There are not many kids who dream of being sailors.
But Tom Burton was one. He was that young the first time he was on a boat he can’t even remember it.
“Probably two or three,” Burton recalled when pressed.
The 25-year-old – now the proud owner of an Olympic gold medal after his thrilling success in the men’s laser (dinghy) on Wednesday morning (AEST) – just wanted to follow in the footsteps of his father, Peter.
“My dad’s a keen sailor,” he said in March.
“We were always going to regattas for him, so I was always around sailing.
“The sailing talk just became a part of me … [I] love it.
“The first boat I raced was a wooden sabot [dinghy]. I woke up one Christmas morning to find a fully rigged wooden sabot outside the caravan.”

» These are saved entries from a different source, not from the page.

//! Line-oriented output targets for the JSON-lines exporters.

use std::io::{self, Write};
use std::sync::Arc;

/// A destination that accepts one serialized batch per line.
///
/// Implementations must be safe to call from the SDK's export threads.
pub trait LineSink: Send + Sync {
    /// Writes `line` followed by a newline.
    ///
    /// # Errors
    ///
    /// Returns the underlying I/O error if the line could not be written.
    fn write_line(&self, line: &str) -> io::Result<()>;
}

/// Writes lines to the process's standard output.
#[derive(Debug, Default, Clone, Copy)]
pub struct StdoutSink;

impl LineSink for StdoutSink {
    fn write_line(&self, line: &str) -> io::Result<()> {
        let mut out = io::stdout().lock();
        writeln!(out, "{line}")?;
        out.flush()
    }
}

/// Produces the sink a console exporter writes to, given the exporter's name.
///
/// The default factory hands every console exporter the same [`StdoutSink`].
/// Tests and embedders can substitute their own through
/// [`ComponentRegistry::with_console_sink`](crate::ComponentRegistry::with_console_sink).
pub type ConsoleSinkFactory = Arc<dyn Fn(&str) -> Arc<dyn LineSink> + Send + Sync>;

/// The factory used when none is configured.
#[must_use]
pub fn stdout_factory() -> ConsoleSinkFactory {
    Arc::new(|_name: &str| Arc::new(StdoutSink) as Arc<dyn LineSink>)
}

If it was his dad who ignited his burning passion for sailing, it was Mark Turnbull and Tom King who inspired his Olympic dream.
“I remember going out and watching the 2000 Olympics at Bradley’s Head, eating musk sticks,” he recalled.

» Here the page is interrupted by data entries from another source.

//! OTLP/HTTP span exporter construction.
//!
//! Building the exporter prepares an HTTP client and validates the endpoint;
//! no connection is opened until the first export.
//!
//! The HTTP client is async and needs a Tokio reactor, but a `simple`
//! processor polls exports on whatever thread ended the span. Every
//! [`OtlpHttpExporter`] therefore owns a one-worker runtime and runs its
//! exports there, so the caller's thread only waits on a join handle.

use crate::domain::kinds::OtlpProtocol;
use crate::domain::ExporterConfig;
use futures_util::future::BoxFuture;
use opentelemetry::trace::TraceError;
use opentelemetry_otlp::{Protocol, WithExportConfig};
use opentelemetry_sdk::export::trace::{ExportResult, SpanData, SpanExporter};
use opentelemetry_sdk::Resource;
use std::collections::HashMap;
use std::fmt;
use std::time::Duration;
use tokio::runtime::{Builder, Runtime};

/// An OTLP/HTTP exporter bound to its own export runtime.
pub struct OtlpHttpExporter {
    inner: opentelemetry_otlp::SpanExporter,
    runtime: Option<Runtime>,
}

impl OtlpHttpExporter {
    fn new(inner: opentelemetry_otlp::SpanExporter) -> Result<Self, String> {
        let runtime = Builder::new_multi_thread()
            .worker_threads(1)
            .thread_name("otel-otlp-export")
            .enable_all()
            .build()
            .map_err(|e| format!("failed to start the export runtime: {e}"))?;
        Ok(Self {
            inner,
            runtime: Some(runtime),
        })
    }

    fn run_on_runtime(
        &self,
        future: BoxFuture<'static, ExportResult>,
    ) -> BoxFuture<'static, ExportResult> {
        let Some(runtime) = &self.runtime else {
            return Box::pin(async {
                Err(TraceError::from("OTLP exporter already shut down".to_string()))
            });
        };
        let task = runtime.spawn(future);
        Box::pin(async move {
            match task.await {
                Ok(result) => result,
                Err(e) => Err(TraceError::from(format!("OTLP export task failed: {e}"))),
            }
        })
    }
}

impl SpanExporter for OtlpHttpExporter {
    fn export(&mut self, batch: Vec<SpanData>) -> BoxFuture<'static, ExportResult> {
        let future = self.inner.export(batch);
        self.run_on_runtime(future)
    }

    fn shutdown(&mut self) {
        self.inner.shutdown();
    }

    fn force_flush(&mut self) -> BoxFuture<'static, ExportResult> {
        let future = self.inner.force_flush();
        self.run_on_runtime(future)
    }

    fn set_resource(&mut self, resource: &Resource) {
        self.inner.set_resource(resource);
    }
}

impl Drop for OtlpHttpExporter {
    fn drop(&mut self) {
        // Batch workers drop their exporter from inside an async context,
        // where a blocking runtime shutdown would panic.
        if let Some(runtime) = self.runtime.take() {
            runtime.shutdown_background();
        }
    }
}

impl fmt::Debug for OtlpHttpExporter {
    fn fmt(&self, f: &mut fmt::Formatter<'_>) -> fmt::Result {
        f.debug_struct("OtlpHttpExporter")
            .field("inner", &self.inner)
            .finish_non_exhaustive()
    }
}

/// Builds an OTLP/HTTP span exporter from its configuration.
///
/// `endpoint` is used verbatim, so it should include the signal path
/// (`http://collector:4318/v1/traces`). When absent the exporter falls back
/// to the standard `OTEL_EXPORTER_OTLP_*` environment variables and then to
/// `http://localhost:4318/v1/traces`.
///
/// # Errors
///
/// Returns the exporter builder's error message if the endpoint is not a valid
/// URI or no HTTP client is available, or the reason the export runtime could
/// not start.
pub fn build_otlp_exporter(
    config: &ExporterConfig,
    protocol: OtlpProtocol,
) -> Result<OtlpHttpExporter, String> {
    let mut builder = opentelemetry_otlp::new_exporter()
        .http()
        .with_protocol(match protocol {
            OtlpProtocol::HttpProtobuf => Protocol::HttpBinary,
            OtlpProtocol::HttpJson => Protocol::HttpJson,
        });

    if let Some(endpoint) = &config.endpoint {
        builder = builder.with_endpoint(endpoint.clone());
    }

    if let Some(timeout) = config.timeout {
        builder = builder.with_timeout(Duration::from_millis(timeout));
    }

    if !config.headers.is_empty() {
        let headers: HashMap<String, String> = config
            .headers
            .iter()
            .map(|(k, v)| (k.clone(), v.to_string()))
            .collect();
        builder = builder.with_headers(headers);
    }

    if let Some(compression) = &config.compression {
        tracing::warn!(
            compression = %compression,
            "OTLP/HTTP compression is not supported, sending uncompressed"
        );
    }

    let exporter = builder.build_span_exporter().map_err(|e| e.to_string())?;
    OtlpHttpExporter::new(exporter)
}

“Every time my dad would drive me out, we’d stop at the corner store and get a big bag of musk sticks so I could eat them all day.
“Watching the 470s (Turnbull and King) win gold, ever since that I’ve enjoyed my Laser sailing and wanted to compete at the highest level.”
It was only natural that Burton’s first reaction after his Olympic success was to head ashore to celebrate with friends and family – but jumpy Sailing Australia [SA] officials feared he would get disqualified for breaching protocols when he made a beeline for the beach.
A British competitor was disciplined at the 2012 Games after sailing ashore to greet supporters instead of heading straight to the mandatory drug test.
SA board member Daniel Belcher waved Burton back to sea to avert any possibility of inadvertently surrendering his gold medal.
How he won gold
Burton was guaranteed a podium finish heading into the medal race, but needed to finish five boats ahead of Croatian leader Tonci Stipanovic to snare top spot.
Stipanovic’s strategy was clear as he parked himself behind Burton. He was just going to mimic the Aussie.
“The percentage chance of pulling it [the move] off was pretty slim … it was perfection nearly.”
Australian Olympic gold medalist Tom Burton
But Burton was three steps ahead – and manoeuvred his boat so that Stipanovic made contact with him, incurring a penalty. It was a risk – but one that paid off handsomely.
Burton’s success came after compatriot Tom Slingsby won the same event in London.
And several common threads run through the careers of the two Toms.
Not only are they old training partners, but they both cut their teeth sailing in Gosford and Lake Macquarie.
They also worked under the tutelage of Michael Blackburn, Slingsby’s former coach, who now has two consecutive Olympic Laser champion protégés on his résumé.
Slingsby was the dominant Laser sailor in the world when Burton was first selected for the national team in 2010.
After Slingsby saluted in London he joined America’s Cup syndicate Oracle Team USA, and Burton assumed his mantle as world No.1 – but wins have been hard to come by since peaking in 2014, and he was only considered an outside chance in Rio.
“Coming from when I first started winning Lasers through all the events and then a few years ago winning events and then having not such a great year last year – [it was] a tough selection to even be here,’’ Burton said.
“A few days ago, after the first day, I thought I was nearly out of it after a bad day.
“But the amount of hours I put in, the things that I sacrificed, I missed my sister’s wedding, I didn’t go to the opening ceremony to try and get a good result … it’s all worth it now.’’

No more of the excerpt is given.